October 30, 2025 | Henry Richter

Space Pioneer in Awe of Creation

If a piano requires a piano-maker,
how much more does a universe
require a universe-maker?

 

 

THE WONDER OF IT ALL

by Henry L. Richter, PhD, PE

I sometimes write a short piece about a scientific article that caught my eye, but I want to stand back and look at the BIG picture. From the tiny, tiny atom to the immense universe. To me it all fits together so perfectly it is no accident. So many different systems and materials that fit together so perfectly in man.

Let’s talk cases just a slight change in one parameter and they would not fit. It gives the appearance of a design. A design demands a designer. I would suggest that it is that being we call God.

Let’s talk about the need for a designer. I love the illustration my friend the late Kenny Poore used to use. He said,

“I do not want to talk about the universe; it is too complicated. Let’s talk about this piano behind me. Two thoughts come to mind: either there is a piano maker, or it just happened. Maybe a fierce windstorm in a junk yard and all pieces just came together. The sides, the keyboard, the strings, the foot pedals, and the rest. I think not.”

The Universe and The Atom

But let me go to the big picture, from the tiny tiny atom to the galaxies. Atoms consist of a nucleus with one or more electrically positive protons, one or more neutrons (except hydrogen) and a number of electrically negative electrons which spin around the nucleus in well defined orbits. They are arranged in shells with two electrons in the first, with 8 in the second, and so forth.

Packing structure of sodium chloride (NaCl, salt)
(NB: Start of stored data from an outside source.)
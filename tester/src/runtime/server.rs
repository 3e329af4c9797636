//! Server launchers
//!
//! `ContainerServer` runs a throwaway SolrCloud node in Docker through
//! testcontainers. `ExternalServer` points the harness at a node someone
//! else already started.

use std::time::Duration;

use async_trait::async_trait;
use shared::{ServerEndpoint, Stage, stage_info, stage_warn};
use testcontainers::core::{IntoContainerPort, WaitFor};
use testcontainers::runners::AsyncRunner;
use testcontainers::{ContainerAsync, GenericImage, ImageExt};

use crate::config::HarnessConfig;
use crate::error::{TesterError, TesterResult};
use crate::traits::SolrServer;

/// Jetty's startup line as printed by Solr's console appender
const STARTED_LOG_LINE: &str = "o.e.j.s.Server Started";

const STARTUP_TIMEOUT: Duration = Duration::from_secs(120);

/// A Solr node in a Docker container, started in SolrCloud mode
pub struct ContainerServer {
    image: String,
    tag: String,
    port: u16,
    container: Option<ContainerAsync<GenericImage>>,
}

impl ContainerServer {
    pub fn new(image: impl Into<String>, tag: impl Into<String>, port: u16) -> Self {
        Self {
            image: image.into(),
            tag: tag.into(),
            port,
            container: None,
        }
    }

    pub fn from_config(config: &HarnessConfig) -> Self {
        Self::new(config.image.clone(), config.image_tag.clone(), config.solr_port)
    }

    pub fn is_running(&self) -> bool {
        self.container.is_some()
    }
}

fn container_error(context: &str, err: impl std::fmt::Display) -> TesterError {
    TesterError::Container {
        message: format!("{context}: {err}"),
    }
}

#[async_trait]
impl SolrServer for ContainerServer {
    async fn start(&mut self) -> TesterResult<ServerEndpoint> {
        if self.container.is_some() {
            return Err(TesterError::Container {
                message: format!("{} is already running", self.describe()),
            });
        }

        stage_info!(Stage::Lifecycle, "🐳 Starting {} container", self.describe());

        let container = GenericImage::new(self.image.clone(), self.tag.clone())
            .with_exposed_port(self.port.tcp())
            .with_wait_for(WaitFor::message_on_stdout(STARTED_LOG_LINE))
            .with_cmd(["solr-foreground", "-c"])
            .with_startup_timeout(STARTUP_TIMEOUT)
            .start()
            .await
            .map_err(|e| container_error("failed to start solr container", e))?;

        let host = container
            .get_host()
            .await
            .map_err(|e| container_error("failed to resolve container host", e))?;
        let port = container
            .get_host_port_ipv4(self.port.tcp())
            .await
            .map_err(|e| container_error("failed to resolve solr port", e))?;

        self.container = Some(container);

        let endpoint = ServerEndpoint::new(host.to_string(), port, "/solr");
        stage_info!(Stage::Lifecycle, "✅ {} listening on {}", self.describe(), endpoint);
        Ok(endpoint)
    }

    async fn stop(&mut self) -> TesterResult<()> {
        let Some(container) = self.container.take() else {
            return Ok(());
        };

        stage_info!(Stage::Lifecycle, "🛑 Stopping {} container", self.describe());
        if let Err(e) = container.stop().await {
            stage_warn!(Stage::Lifecycle, "⚠️ Graceful stop failed, removing anyway: {}", e);
        }
        container
            .rm()
            .await
            .map_err(|e| container_error("failed to remove solr container", e))?;

        stage_info!(Stage::Lifecycle, "✅ Container removed");
        Ok(())
    }

    fn describe(&self) -> String {
        format!("{}:{}", self.image, self.tag)
    }
}

/// A node started outside the harness; `stop` leaves it running
pub struct ExternalServer {
    url: String,
}

impl ExternalServer {
    pub fn new(url: impl Into<String>) -> Self {
        Self { url: url.into() }
    }
}

#[async_trait]
impl SolrServer for ExternalServer {
    async fn start(&mut self) -> TesterResult<ServerEndpoint> {
        let endpoint = ServerEndpoint::parse(&self.url)?;
        stage_info!(Stage::Lifecycle, "🔗 Using external server at {}", endpoint);
        Ok(endpoint)
    }

    async fn stop(&mut self) -> TesterResult<()> {
        Ok(())
    }

    fn describe(&self) -> String {
        format!("external {}", self.url)
    }
}

/// Pick the launcher the configuration asks for
pub fn server_for(config: &HarnessConfig) -> Box<dyn SolrServer> {
    match &config.external_url {
        Some(url) => Box::new(ExternalServer::new(url.clone())),
        None => Box::new(ContainerServer::from_config(config)),
    }
}

#[cfg(test)]
mod tests {
    use super::*;

    #[tokio::test]
    async fn test_external_server_start_parses_url() {
        let mut server = ExternalServer::new("http://localhost:8983/solr");
        let endpoint = server.start().await.unwrap();
        assert_eq!(endpoint.base_url(), "http://localhost:8983/solr");
        assert!(server.stop().await.is_ok());
    }

    #[tokio::test]
    async fn test_external_server_rejects_bad_url() {
        let mut server = ExternalServer::new("localhost without scheme");
        assert!(matches!(server.start().await, Err(TesterError::Shared(_))));
    }

    #[tokio::test]
    async fn test_container_stop_without_start_is_noop() {
        let mut server = ContainerServer::new("solr", "9.0.0", 8983);
        assert!(!server.is_running());
        assert!(server.stop().await.is_ok());
        assert_eq!(server.describe(), "solr:9.0.0");
    }

    #[test]
    fn test_server_for_picks_external() {
        let config = HarnessConfig::builder().external_url("http://127.0.0.1:8983/solr").build();
        assert_eq!(server_for(&config).describe(), "external http://127.0.0.1:8983/solr");

        let config = HarnessConfig::default();
        assert_eq!(server_for(&config).describe(), "solr:9.0.0");
    }
}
Why the negative electrons are not attracted in to the positive nucleus, is a mystery to me. Some of the atomic arrangements are unstable, making them radioactive, some with a long half life, and some with a very short half life.

When an atom loses one or more of the electrons orbiting its nucleus, it becomes a positive ion.

When the atoms bunch together to make chemical elements, each is radically different. As atoms grow in size by having more protons, they move up the periodic table with higher atomic number. They are metals, alkalis, gasses, and a couple are liquids at room temperature.

Then when elements join together by sharing one or more electrons they make a compound that does not resemble any of the elements, like sodium chloride (NaCl) made from sodium and chlorine. Sodium is a metal that reacts with water and chlorine, a poisonous gas. Yet when they come together, salt is an essential ingredient for our health.

But on to the BIG picture, the universe: an amazing subject! It is believed there are a hundred billion galaxies, each with a hundred billion stars. And if a few stars have a few planets, what are the chances they have life? PARTICULARLY INTELLIGENT LIFE?

And going back to my simple example of a piano needing a piano maker with a design, it is even more so with the universe. Did it all come into existence as an accident of nature? Many think so and try to explain that everything came from a “Big Bang,” where all matter supposedly originated from a tiny singularity that exploded.

This is a made-up way to explain the origin of everything. Many cannot admit the possibility that God exists and created all things. They claim that the entire universe came from a tiny singularity that exploded, and that everything we see is a condensation of the result.

Lets see, where did the starting thing come from? What was there before? Oh, we cannot ask these questions. Too bad!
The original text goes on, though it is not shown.